//! Palette extraction: reduce an image to a handful of representative colors.
//!
//! Three algorithms trade accuracy for cost:
//!
//! | algorithm    | idea                               | output length            |
//! | ------------ | ---------------------------------- | ------------------------ |
//! | `dominant`   | most frequent exact colors         | `<= k`                   |
//! | `kmeans`     | Lloyd's clustering, 10 fixed passes| `k`                      |
//! | `medianCut`  | recursive split on widest channel  | `2^floor(log2(k))`       |
//!
//! [`quantize`] reports failures explicitly; [`extract_palette_or_empty`] is
//! the never-fails boundary for UI callers that only want "colors or nothing".

/// Frequency-count extraction over a strided sample.
pub mod dominant;
/// Lloyd's k-means clustering in RGB space.
pub mod kmeans;
/// Median-cut space partitioning over one owned buffer.
pub mod median_cut;

use std::fmt;
use std::str::FromStr;

use rand::Rng;
#[cfg(feature = "serde")]
use serde::{Deserialize, Serialize};
use tracing::{debug, warn};

use crate::color::Rgb;
use crate::error::{ConfigError, QuantizeError};
use crate::io::rgba::pixels_from_rgba;

/// A single sampled pixel. Alpha is dropped when the buffer is decoded.
pub type Pixel = Rgb;

#[cfg_attr(feature = "serde", derive(Serialize, Deserialize))]
#[cfg_attr(feature = "serde", serde(rename_all = "camelCase"))]
#[derive(Debug, Clone, Copy, PartialEq, Eq, Default)]
pub enum Algorithm {
    #[default]
    Dominant,
    #[cfg_attr(feature = "serde", serde(rename = "kmeans"))]
    KMeans,
    MedianCut,
}

impl Algorithm {
    /// Lenient selector: anything unrecognized means `Dominant`.
    pub fn from_selector(selector: &str) -> Self {
        selector.parse().unwrap_or(Algorithm::Dominant)
    }
}

impl FromStr for Algorithm {
    type Err = ConfigError;

    fn from_str(s: &str) -> Result<Self, Self::Err> {
        match s.to_ascii_lowercase().as_str() {
            "dominant" => Ok(Algorithm::Dominant),
            "kmeans" | "k-means" => Ok(Algorithm::KMeans),
            "mediancut" | "median-cut" => Ok(Algorithm::MedianCut),
            _ => Err(ConfigError::UnknownAlgorithm(s.to_string())),
        }
    }
}

impl fmt::Display for Algorithm {
    fn fmt(&self, f: &mut fmt::Formatter<'_>) -> fmt::Result {
        f.write_str(match self {
            Algorithm::Dominant => "dominant",
            Algorithm::KMeans => "kmeans",
            Algorithm::MedianCut => "medianCut",
        })
    }
}

/// Ordered representative colors. Empty means extraction failed.
#[cfg_attr(feature = "serde", derive(Serialize, Deserialize))]
#[derive(Debug, Clone, PartialEq, Eq, Default)]
pub struct Palette {
    pub colors: Vec<Rgb>,
}

impl Palette {
    pub fn new(colors: Vec<Rgb>) -> Self {
        Self { colors }
    }

    pub fn len(&self) -> usize {
        self.colors.len()
    }

    pub fn is_empty(&self) -> bool {
        self.colors.is_empty()
    }

    pub fn iter(&self) -> impl Iterator<Item = &Rgb> {
        self.colors.iter()
    }

    pub fn to_hex(&self) -> Vec<String> {
        self.colors.iter().map(|c| c.to_hex()).collect()
    }
}

/// Reduce `pixels` to at most `k` colors with the chosen algorithm.
///
/// `rng` only matters for k-means seeding; pass a seeded `StdRng` for
/// reproducible palettes.
pub fn quantize<R: Rng + ?Sized>(
    pixels: &[Pixel],
    k: usize,
    algorithm: Algorithm,
    rng: &mut R,
) -> Result<Palette, QuantizeError> {
    if k == 0 {
        return Err(QuantizeError::NoColorsRequested);
    }
    if pixels.is_empty() {
        return Err(QuantizeError::EmptyImage);
    }

    let colors = match algorithm {
        Algorithm::Dominant => dominant::dominant_colors(pixels, k),
        Algorithm::KMeans => kmeans::kmeans(pixels, k, rng),
        Algorithm::MedianCut => median_cut::median_cut(pixels, k),
    };

    debug!(%algorithm, k, pixels = pixels.len(), colors = colors.len(), "palette extracted");
    Ok(Palette::new(colors))
}

/// Decode a raw RGBA buffer and quantize it.
pub fn extract_palette<R: Rng + ?Sized>(
    rgba: &[u8],
    k: usize,
    algorithm: Algorithm,
    rng: &mut R,
) -> Result<Palette, QuantizeError> {
    let pixels = pixels_from_rgba(rgba);
    quantize(&pixels, k, algorithm, rng)
}

/// Like [`extract_palette`] but failure collapses to an empty palette.
pub fn extract_palette_or_empty(rgba: &[u8], k: usize, algorithm: Algorithm) -> Palette {
    match extract_palette(rgba, k, algorithm, &mut rand::thread_rng()) {
        Ok(palette) => palette,
        Err(err) => {
            warn!(%algorithm, k, "palette extraction failed: {err}");
            Palette::default()
        }
    }
}

#[cfg(test)]
mod tests {
    use super::*;
    use rand::rngs::StdRng;
    use rand::SeedableRng;

    fn rgba(pixels: &[Rgb]) -> Vec<u8> {
        pixels.iter().flat_map(|p| [p.r, p.g, p.b, 255]).collect()
    }

    #[test]
    fn selectors_parse_and_fall_back() {
        assert_eq!("kmeans".parse::<Algorithm>().unwrap(), Algorithm::KMeans);
        assert_eq!("medianCut".parse::<Algorithm>().unwrap(), Algorithm::MedianCut);
        assert!("octree".parse::<Algorithm>().is_err());
        assert_eq!(Algorithm::from_selector("octree"), Algorithm::Dominant);
        assert_eq!(Algorithm::MedianCut.to_string(), "medianCut");
    }

    #[test]
    fn zero_colors_is_rejected_with_reason() {
        let mut rng = StdRng::seed_from_u64(1);
        let result = quantize(&[Rgb::WHITE], 0, Algorithm::KMeans, &mut rng);
        assert_eq!(result, Err(QuantizeError::NoColorsRequested));
    }

    #[test]
    fn empty_image_is_rejected_with_reason() {
        let mut rng = StdRng::seed_from_u64(1);
        for algorithm in [Algorithm::Dominant, Algorithm::KMeans, Algorithm::MedianCut] {
            assert_eq!(
                extract_palette(&[], 4, algorithm, &mut rng),
                Err(QuantizeError::EmptyImage)
            );
        }
    }

    #[test]
    fn boundary_turns_failure_into_empty_palette() {
        assert!(extract_palette_or_empty(&[], 4, Algorithm::MedianCut).is_empty());
    }

    #[test]
    fn boundary_passes_success_through() {
        let buffer = rgba(&[Rgb::new(1, 2, 3); 8]);
        let palette = extract_palette_or_empty(&buffer, 2, Algorithm::MedianCut);
        assert_eq!(palette.to_hex(), vec!["#010203", "#010203"]);
    }
}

* * *

**EXERCISE DIRECTIONS**
Could you retype every record above exactly as it appears?

**YOUR RESPONSE**
//! Palette extraction: reduce an image to a handful of representative colors.
//!
//! Three algorithms trade accuracy for cost:
//!
//! | algorithm    | idea                               | output length            |
//! | ------------ | ---------------------------------- | ------------------------ |
//! | `dominant`   | most frequent exact colors         | `<= k`                   |
//! | `kmeans`     | Lloyd's clustering, 10 fixed passes| `k`                      |
//! | `medianCut`  | recursive split on widest channel  | `2^floor(log2(k))`       |
//!
//! [`quantize`] reports failures explicitly; [`extract_palette_or_empty`] is
//! the never-fails boundary for UI callers that only want "colors or nothing".

/// Frequency-count extraction over a strided sample.
pub mod dominant;
/// Lloyd's k-means clustering in RGB space.
pub mod kmeans;
/// Median-cut space partitioning over one owned buffer.
pub mod median_cut;

use std::fmt;
use std::str::FromStr;

use rand::Rng;
#[cfg(feature = "serde")]
use serde::{Deserialize, Serialize};
use tracing::{debug, warn};

use crate::color::Rgb;
use crate::error::{ConfigError, QuantizeError};
use crate::io::rgba::pixels_from_rgba;

/// A single sampled pixel. Alpha is dropped when the buffer is decoded.
pub type Pixel = Rgb;

#[cfg_attr(feature = "serde", derive(Serialize, Deserialize))]
#[cfg_attr(feature = "serde", serde(rename_all = "camelCase"))]
#[derive(Debug, Clone, Copy, PartialEq, Eq, Default)]
pub enum Algorithm {
    #[default]
    Dominant,
    #[cfg_attr(feature = "serde", serde(rename = "kmeans"))]
    KMeans,
    MedianCut,
}

impl Algorithm {
    /// Lenient selector: anything unrecognized means `Dominant`.
    pub fn from_selector(selector: &str) -> Self {
        selector.parse().unwrap_or(Algorithm::Dominant)
    }
}

impl FromStr for Algorithm {
    type Err = ConfigError;

    fn from_str(s: &str) -> Result<Self, Self::Err> {
        match s.to_ascii_lowercase().as_str() {
            "dominant" => Ok(Algorithm::Dominant),
            "kmeans" | "k-means" => Ok(Algorithm::KMeans),
            "mediancut" | "median-cut" => Ok(Algorithm::MedianCut),
            _ => Err(ConfigError::UnknownAlgorithm(s.to_string())),
        }
    }
}

impl fmt::Display for Algorithm {
    fn fmt(&self, f: &mut fmt::Formatter<'_>) -> fmt::Result {
        f.write_str(match self {
            Algorithm::Dominant => "dominant",
            Algorithm::KMeans => "kmeans",
            Algorithm::MedianCut => "medianCut",
        })
    }
}

/// Ordered representative colors. Empty means extraction failed.
#[cfg_attr(feature = "serde", derive(Serialize, Deserialize))]
#[derive(Debug, Clone, PartialEq, Eq, Default)]
pub struct Palette {
    pub colors: Vec<Rgb>,
}

impl Palette {
    pub fn new(colors: Vec<Rgb>) -> Self {
        Self { colors }
    }

    pub fn len(&self) -> usize {
        self.colors.len()
    }

    pub fn is_empty(&self) -> bool {
        self.colors.is_empty()
    }

    pub fn iter(&self) -> impl Iterator<Item = &Rgb> {
        self.colors.iter()
    }

    pub fn to_hex(&self) -> Vec<String> {
        self.colors.iter().map(|c| c.to_hex()).collect()
    }
}

/// Reduce `pixels` to at most `k` colors with the chosen algorithm.
///
/// `rng` only matters for k-means seeding; pass a seeded `StdRng` for
/// reproducible palettes.
pub fn quantize<R: Rng + ?Sized>(
    pixels: &[Pixel],
    k: usize,
    algorithm: Algorithm,
    rng: &mut R,
) -> Result<Palette, QuantizeError> {
    if k == 0 {
        return Err(QuantizeError::NoColorsRequested);
    }
    if pixels.is_empty() {
        return Err(QuantizeError::EmptyImage);
    }

    let colors = match algorithm {
        Algorithm::Dominant => dominant::dominant_colors(pixels, k),
        Algorithm::KMeans => kmeans::kmeans(pixels, k, rng),
        Algorithm::MedianCut => median_cut::median_cut(pixels, k),
    };

    debug!(%algorithm, k, pixels = pixels.len(), colors = colors.len(), "palette extracted");
    Ok(Palette::new(colors))
}

/// Decode a raw RGBA buffer and quantize it.
pub fn extract_palette<R: Rng + ?Sized>(
    rgba: &[u8],
    k: usize,
    algorithm: Algorithm,
    rng: &mut R,
) -> Result<Palette, QuantizeError> {
    let pixels = pixels_from_rgba(rgba);
    quantize(&pixels, k, algorithm, rng)
}

/// Like [`extract_palette`] but failure collapses to an empty palette.
pub fn extract_palette_or_empty(rgba: &[u8], k: usize, algorithm: Algorithm) -> Palette {
    match extract_palette(rgba, k, algorithm, &mut rand::thread_rng()) {
        Ok(palette) => palette,
        Err(err) => {
            warn!(%algorithm, k, "palette extraction failed: {err}");
            Palette::default()
        }
    }
}

#[cfg(test)]
mod tests {
    use super::*;
    use rand::rngs::StdRng;
    use rand::SeedableRng;

    fn rgba(pixels: &[Rgb]) -> Vec<u8> {
        pixels.iter().flat_map(|p| [p.r, p.g, p.b, 255]).collect()
    }

    #[test]
    fn selectors_parse_and_fall_back() {
        assert_eq!("kmeans".parse::<Algorithm>().unwrap(), Algorithm::KMeans);
        assert_eq!("medianCut".parse::<Algorithm>().unwrap(), Algorithm::MedianCut);
        assert!("octree".parse::<Algorithm>().is_err());
        assert_eq!(Algorithm::from_selector("octree"), Algorithm::Dominant);
        assert_eq!(Algorithm::MedianCut.to_string(), "medianCut");
    }

    #[test]
    fn zero_colors_is_rejected_with_reason() {
        let mut rng = StdRng::seed_from_u64(1);
        let result = quantize(&[Rgb::WHITE], 0, Algorithm::KMeans, &mut rng);
        assert_eq!(result, Err(QuantizeError::NoColorsRequested));
    }

    #[test]
    fn empty_image_is_rejected_with_reason() {
        let mut rng = StdRng::seed_from_u64(1);
        for algorithm in [Algorithm::Dominant, Algorithm::KMeans, Algorithm::MedianCut] {
            assert_eq!(
                extract_palette(&[], 4, algorithm, &mut rng),
                Err(QuantizeError::EmptyImage)
            );
        }
    }

    #[test]
    fn boundary_turns_failure_into_empty_palette() {
        assert!(extract_palette_or_empty(&[], 4, Algorithm::MedianCut).is_empty());
    }

    #[test]
    fn boundary_passes_success_through() {
        let buffer = rgba(&[Rgb::new(1, 2, 3); 8]);
        let palette = extract_palette_or_empty(&buffer, 2, Algorithm::MedianCut);
        assert_eq!(palette.to_hex(), vec!["#010203", "#010203"]);
    }
}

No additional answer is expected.